Robert von Dassanowsky, University of Colorado, Colorado Springs

"To experience the taste of the Inexpressible:" Austrian Context and Intertext as Marxist Foil in Andrzej Kusniewicz's Krol obojga Sycylii (The King of the Two Sicilies)

Andrzej Kusniewicz's (1904-1993) novel, The King of the Two Sicilies (1970) belongs to a set of works by several Polish authors perpetuating the myth of the Kresy, the lost Eastern Polish territory that included the former Austro-Polish crownland of Galicia. While the subject of Stalinist truncation and Poland's relationship with the Austro-Hungarian Empire was still taboo during the seventies and the so-called "empty time" of the martial law period, these novels conjured the past through various literary games to suggest a "local truth" for a readership whose national and regional identity Tadeusz Komendant posits was "ravaged by Marxist ideology."

The novel offers a relationship with Austria and Mitteleuropa beyond the motifs analyzed by Lipinski, or the "literary ecumenism" Komendant finds in the author's non- or counter-Marxist transnationalism. While Kusniewicz suffered imprisonment at Mauthausen, he openly enjoyed his perceived cultural connections to Austria and even considered himself an "Urwiener" (a term Stanislaw Lec used for himself and Kusniewicz) in a 1985 interview. It is clear that the author located a portion of Polish historical identity in the Austrian past, and that in the period of a growing Solidarity movement, sought to reclaim this cultural imprint as one of the many that would contribute to a "true" Poland denied under communism.

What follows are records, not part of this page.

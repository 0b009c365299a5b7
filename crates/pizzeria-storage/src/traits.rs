//! The [`MenuStore`] trait defining the storage contract for the catalog.
//!
//! The contract has three groups:
//! - **Catalog CRUD** for ingredients and pizzas, plus existence predicates
//!   that propagate every storage error instead of collapsing it to `false`.
//! - **Recipe rows**: an all-or-nothing bulk insert and a position-ordered
//!   read.
//! - **Pricing joins** that sum ingredient prices over recipe rows.
//!
//! All backends (InMemoryStore, SqliteStore) implement this trait with
//! identical observable semantics, so they are swappable in the service.

use pizzeria_core::{
    Ingredient, IngredientChanges, Pizza, PizzaChanges, PizzaWithPrice, RecipeEntry, Slug,
};

use crate::error::StorageError;

/// The storage contract for the menu catalog.
///
/// The trait is synchronous; callers serialize access to a store instance.
pub trait MenuStore {
    // -------------------------------------------------------------------
    // Ingredients
    // -------------------------------------------------------------------

    /// Lists all ingredients.
    fn list_ingredients(&self) -> Result<Vec<Ingredient>, StorageError>;

    /// Retrieves an ingredient by slug.
    fn get_ingredient(&self, slug: &Slug) -> Result<Ingredient, StorageError>;

    /// Inserts a new ingredient. Fails with `DuplicateSlug` if the slug is taken.
    fn insert_ingredient(&mut self, ingredient: &Ingredient) -> Result<(), StorageError>;

    /// Overwrites the name and price of an existing ingredient.
    fn update_ingredient(
        &mut self,
        slug: &Slug,
        changes: &IngredientChanges,
    ) -> Result<Ingredient, StorageError>;

    /// Deletes an ingredient. Unknown slugs delete nothing and succeed; an
    /// ingredient referenced by a recipe is rejected with `IngredientInUse`.
    fn delete_ingredient(&mut self, slug: &Slug) -> Result<(), StorageError>;

    /// Whether an ingredient with this slug exists.
    fn ingredient_exists(&self, slug: &Slug) -> Result<bool, StorageError>;

    // -------------------------------------------------------------------
    // Pizzas
    // -------------------------------------------------------------------

    /// Lists all pizzas, with or without a recipe.
    fn list_pizzas(&self) -> Result<Vec<Pizza>, StorageError>;

    /// Retrieves a pizza by slug.
    fn get_pizza(&self, slug: &Slug) -> Result<Pizza, StorageError>;

    /// Inserts a new pizza. Fails with `DuplicateSlug` if the slug is taken.
    fn insert_pizza(&mut self, pizza: &Pizza) -> Result<(), StorageError>;

    /// Overwrites the name of an existing pizza.
    fn update_pizza(&mut self, slug: &Slug, changes: &PizzaChanges)
        -> Result<Pizza, StorageError>;

    /// Deletes a pizza and its recipe rows. Unknown slugs delete nothing.
    fn delete_pizza(&mut self, slug: &Slug) -> Result<(), StorageError>;

    /// Whether a pizza with this slug exists.
    fn pizza_exists(&self, slug: &Slug) -> Result<bool, StorageError>;

    // -------------------------------------------------------------------
    // Recipe rows
    // -------------------------------------------------------------------

    /// Returns the recipe rows of `pizza` ordered by position, or an empty
    /// vector when the pizza has no recipe (or does not exist).
    fn recipe_entries(&self, pizza: &Slug) -> Result<Vec<RecipeEntry>, StorageError>;

    /// Writes one row per ingredient with positions `1..=N` in input order.
    ///
    /// Either every row is persisted or none are. Fails with `RecipeExists`
    /// when the pizza already has a recipe and with `UnknownReference` when
    /// the pizza or an ingredient is missing.
    fn insert_recipe(&mut self, pizza: &Slug, ingredients: &[Slug]) -> Result<(), StorageError>;

    // -------------------------------------------------------------------
    // Pricing joins
    // -------------------------------------------------------------------

    /// The pizza with the summed price of its recipe's ingredients, or `None`
    /// when the pizza is missing or has no recipe rows.
    fn priced_pizza(&self, slug: &Slug) -> Result<Option<PizzaWithPrice>, StorageError>;

    /// Every pizza that has at least one recipe row, with its summed price.
    fn priced_pizzas(&self) -> Result<Vec<PizzaWithPrice>, StorageError>;
}
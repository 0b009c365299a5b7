//! Binary entrypoint for the pizzeria HTTP server.
//!
//! Configuration comes from flags or environment variables (see
//! [`ServerConfig`]); log filtering follows `RUST_LOG`.

use clap::Parser;
use tracing_subscriber::{layer::SubscriberExt, util::SubscriberInitExt, EnvFilter};

use pizzeria_server::config::ServerConfig;
use pizzeria_server::router::build_router;
use pizzeria_server::state::AppState;

fn init_tracing() {
    let filter = EnvFilter::try_from_default_env()
        .unwrap_or_else(|_| EnvFilter::new("pizzeria_server=info,tower_http=info"));

    tracing_subscriber::registry()
        .with(filter)
        .with(tracing_subscriber::fmt::layer().with_target(false).compact())
        .init();
}

#[tokio::main]
async fn main() {
    init_tracing();
    let config = ServerConfig::parse();

    let state = AppState::new(&config.db_path).expect("Failed to open menu database");
    let app = build_router(state);

    let addr = config.listen_addr();
    tracing::info!(db_path = %config.db_path, "pizzeria server starting on {}", addr);

    let listener = tokio::net::TcpListener::bind(&addr)
        .await
        .expect("Failed to bind listen address");
    axum::serve(listener, app).await.expect("Server terminated");
}
//! Domain records for the pizzeria menu catalog.
//!
//! Ingredients and pizzas are identified by a [`Slug`]. A recipe binds one
//! pizza to an ordered list of ingredient slugs; a pizza's price is never
//! stored, it is derived from its recipe at read time.

pub mod model;
pub mod slug;

// Re-export commonly used types
pub use model::{
    Ingredient, IngredientChanges, Pizza, PizzaChanges, PizzaWithPrice, Recipe, RecipeEntry,
};
pub use slug::Slug;
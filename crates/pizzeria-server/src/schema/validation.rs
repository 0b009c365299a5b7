//! Field-level validation errors for request bodies.

use serde::Serialize;

/// Message attached to every missing required field.
pub const REQUIRED: &str = "This field is required";

/// One invalid request field.
#[derive(Debug, Clone, PartialEq, Eq, Serialize)]
pub struct FieldError {
    pub field: String,
    pub message: String,
}

impl FieldError {
    pub fn new(field: &str, message: impl Into<String>) -> Self {
        FieldError {
            field: field.to_string(),
            message: message.into(),
        }
    }

    pub fn required(field: &str) -> Self {
        Self::new(field, REQUIRED)
    }
}

/// Collects the errors of one request body.
#[derive(Debug, Default)]
pub struct Validator {
    errors: Vec<FieldError>,
}

impl Validator {
    pub fn new() -> Self {
        Self::default()
    }

    /// Takes a required text field. Absent and empty values are both missing.
    pub fn text(&mut self, field: &str, value: Option<String>) -> String {
        match value {
            Some(value) if !value.is_empty() => value,
            _ => {
                self.errors.push(FieldError::required(field));
                String::new()
            }
        }
    }

    /// Takes any other required field.
    pub fn present<T: Default>(&mut self, field: &str, value: Option<T>) -> T {
        value.unwrap_or_else(|| {
            self.errors.push(FieldError::required(field));
            T::default()
        })
    }

    /// Returns `value` if no field failed.
    pub fn finish<T>(self, value: T) -> Result<T, Vec<FieldError>> {
        if self.errors.is_empty() {
            Ok(value)
        } else {
            Err(self.errors)
        }
    }
}

#[cfg(test)]
mod tests {
    use super::*;

    #[test]
    fn collects_every_missing_field() {
        let mut v = Validator::new();
        let slug = v.text("slug", Some(String::new()));
        let price: i64 = v.present("price100", None);
        let name = v.text("name", Some("Dough".into()));

        let errors = v.finish((slug, name, price)).unwrap_err();
        assert_eq!(
            errors,
            vec![FieldError::required("slug"), FieldError::required("price100")]
        );
    }

    #[test]
    fn zero_is_a_present_value() {
        let mut v = Validator::new();
        let price = v.present("price100", Some(0i64));
        assert_eq!(v.finish(price), Ok(0));
    }
}
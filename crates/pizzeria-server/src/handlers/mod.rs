//! HTTP handler modules for the pizzeria API.
//!
//! Each sub-module implements thin handlers that parse requests, acquire the
//! service lock, delegate to [`MenuService`](crate::service::MenuService),
//! and return JSON responses. No business logic lives in handlers.

pub mod ingredients;
pub mod pizzas;
pub mod recipes;
//! In-memory implementation of [`MenuStore`].
//!
//! [`InMemoryStore`] is a first-class backend for tests and anywhere
//! persistence isn't needed. It mirrors the SQLite backend's constraints:
//! unique slugs, one recipe per pizza, cascading pizza deletes and
//! restricted ingredient deletes.

use std::collections::BTreeMap;

use pizzeria_core::{
    Ingredient, IngredientChanges, Pizza, PizzaChanges, PizzaWithPrice, RecipeEntry, Slug,
};

use crate::error::StorageError;
use crate::traits::MenuStore;

/// In-memory implementation of [`MenuStore`].
///
/// Ordered maps keep listings deterministic (sorted by slug), matching the
/// SQLite backend's `ORDER BY slug`.
#[derive(Debug, Default)]
pub struct InMemoryStore {
    ingredients: BTreeMap<Slug, Ingredient>,
    pizzas: BTreeMap<Slug, Pizza>,
    /// Recipe rows per pizza, already in position order.
    recipes: BTreeMap<Slug, Vec<RecipeEntry>>,
}

impl InMemoryStore {
    /// Creates a new empty in-memory store.
    pub fn new() -> Self {
        Self::default()
    }

    /// Sums ingredient prices over a recipe. Rows whose ingredient vanished
    /// are skipped, like an inner join. A sum outside `i64` is an error, as
    /// SQLite's `SUM` reports it.
    fn price_of(&self, entries: &[RecipeEntry]) -> Result<i64, StorageError> {
        entries
            .iter()
            .filter_map(|e| self.ingredients.get(&e.ingredient))
            .try_fold(0i64, |total, i| total.checked_add(i.price100))
            .ok_or(StorageError::PriceOverflow)
    }
}

impl MenuStore for InMemoryStore {
    fn list_ingredients(&self) -> Result<Vec<Ingredient>, StorageError> {
        Ok(self.ingredients.values().cloned().collect())
    }

    fn get_ingredient(&self, slug: &Slug) -> Result<Ingredient, StorageError> {
        self.ingredients
            .get(slug)
            .cloned()
            .ok_or_else(|| StorageError::IngredientNotFound(slug.clone()))
    }

    fn insert_ingredient(&mut self, ingredient: &Ingredient) -> Result<(), StorageError> {
        if self.ingredients.contains_key(&ingredient.slug) {
            return Err(StorageError::DuplicateSlug {
                entity: "ingredient",
                slug: ingredient.slug.clone(),
            });
        }
        self.ingredients
            .insert(ingredient.slug.clone(), ingredient.clone());
        Ok(())
    }

    fn update_ingredient(
        &mut self,
        slug: &Slug,
        changes: &IngredientChanges,
    ) -> Result<Ingredient, StorageError> {
        let stored = self
            .ingredients
            .get_mut(slug)
            .ok_or_else(|| StorageError::IngredientNotFound(slug.clone()))?;
        stored.name = changes.name.clone();
        stored.price100 = changes.price100;
        Ok(stored.clone())
    }

    fn delete_ingredient(&mut self, slug: &Slug) -> Result<(), StorageError> {
        let in_use = self
            .recipes
            .values()
            .flatten()
            .any(|entry| &entry.ingredient == slug);
        if in_use {
            return Err(StorageError::IngredientInUse(slug.clone()));
        }
        self.ingredients.remove(slug);
        Ok(())
    }

    fn ingredient_exists(&self, slug: &Slug) -> Result<bool, StorageError> {
        Ok(self.ingredients.contains_key(slug))
    }

    fn list_pizzas(&self) -> Result<Vec<Pizza>, StorageError> {
        Ok(self.pizzas.values().cloned().collect())
    }

    fn get_pizza(&self, slug: &Slug) -> Result<Pizza, StorageError> {
        self.pizzas
            .get(slug)
            .cloned()
            .ok_or_else(|| StorageError::PizzaNotFound(slug.clone()))
    }

    fn insert_pizza(&mut self, pizza: &Pizza) -> Result<(), StorageError> {
        if self.pizzas.contains_key(&pizza.slug) {
            return Err(StorageError::DuplicateSlug {
                entity: "pizza",
                slug: pizza.slug.clone(),
            });
        }
        self.pizzas.insert(pizza.slug.clone(), pizza.clone());
        Ok(())
    }

    fn update_pizza(
        &mut self,
        slug: &Slug,
        changes: &PizzaChanges,
    ) -> Result<Pizza, StorageError> {
        let stored = self
            .pizzas
            .get_mut(slug)
            .ok_or_else(|| StorageError::PizzaNotFound(slug.clone()))?;
        stored.name = changes.name.clone();
        Ok(stored.clone())
    }

    fn delete_pizza(&mut self, slug: &Slug) -> Result<(), StorageError> {
        // The recipe belongs to the pizza and goes with it.
        self.recipes.remove(slug);
        self.pizzas.remove(slug);
        Ok(())
    }

    fn pizza_exists(&self, slug: &Slug) -> Result<bool, StorageError> {
        Ok(self.pizzas.contains_key(slug))
    }

    fn recipe_entries(&self, pizza: &Slug) -> Result<Vec<RecipeEntry>, StorageError> {
        Ok(self.recipes.get(pizza).cloned().unwrap_or_default())
    }

    fn insert_recipe(&mut self, pizza: &Slug, ingredients: &[Slug]) -> Result<(), StorageError> {
        if ingredients.is_empty() {
            return Err(StorageError::EmptyRecipe(pizza.clone()));
        }
        if !self.pizzas.contains_key(pizza) {
            return Err(StorageError::UnknownReference {
                entity: "pizza",
                slug: pizza.clone(),
            });
        }
        if self.recipes.contains_key(pizza) {
            return Err(StorageError::RecipeExists(pizza.clone()));
        }
        if let Some(missing) = ingredients
            .iter()
            .find(|slug| !self.ingredients.contains_key(*slug))
        {
            return Err(StorageError::UnknownReference {
                entity: "ingredient",
                slug: missing.clone(),
            });
        }

        self.recipes
            .insert(pizza.clone(), RecipeEntry::sequence(pizza, ingredients));
        Ok(())
    }

    fn priced_pizza(&self, slug: &Slug) -> Result<Option<PizzaWithPrice>, StorageError> {
        let priced = match (self.pizzas.get(slug), self.recipes.get(slug)) {
            (Some(pizza), Some(entries)) => Some(pizza.clone().priced(self.price_of(entries)?)),
            _ => None,
        };
        Ok(priced)
    }

    fn priced_pizzas(&self) -> Result<Vec<PizzaWithPrice>, StorageError> {
        self.pizzas
            .values()
            .filter_map(|pizza| {
                self.recipes.get(&pizza.slug).map(|entries| {
                    self.price_of(entries)
                        .map(|price100| pizza.clone().priced(price100))
                })
            })
            .collect()
    }
}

Intertextual examination shows influences of Altenberg, Joseph Roth and Sacher-Masoch in the author's style and content as he unfolds the story of Emil R., a refined officer in the Imperial Sicilian Lancers stationed in a Hungarian garrison town and his masochistic desire for his domineering sister. The assassination of Franz Ferdinand and the mysterious death of a gypsy girl provide the framework for the novel's statement on the inescapability of cause and effect, and the irrevocability and indivisibility of the past. The work recalls Lernet-Holenia's 1942 Beide Sizilien in more than just title. Both works employ the Kingdom and its name-bearing Austro-Hungarian Lancers as an emblem for a lost, mythic Europe. Both works also escaped censorship through the "red herring" of a lurid central plot. Kusniewicz's saturation of the novel with nearly overwhelming references to "cultured culture" (Sylvain Lieberman's term for the compendium of artistic products in the novel) embedded in equally detailed social realia, allows him to refer the reader to art and philosophy unacceptable to the Marxist regime. The poetic detail which embellishes, mythologizes and skewers historical facts, stimulates emotional reactions and dares the reader to participate in Central European memory. The "clues" of cultural artifacts and the dualism that pervades the novel displays strong correspondences with Lernet-Holenia's banned cryptic-subversive 1941 novel, Mars im Widder, which in a sub-rosa manner suggests Austrian difference and a sophisticated Polish civilization. Kusniewicz's neo-Habsburg Myth ruptures the constraints of Socialist Realism under the guise of a condemnation of bourgeois decadence and the folly of the Great War. But like Lernet-Holenia's novels, Two Sicilies ultimately implies an "irrevocable" Mitteleuropa.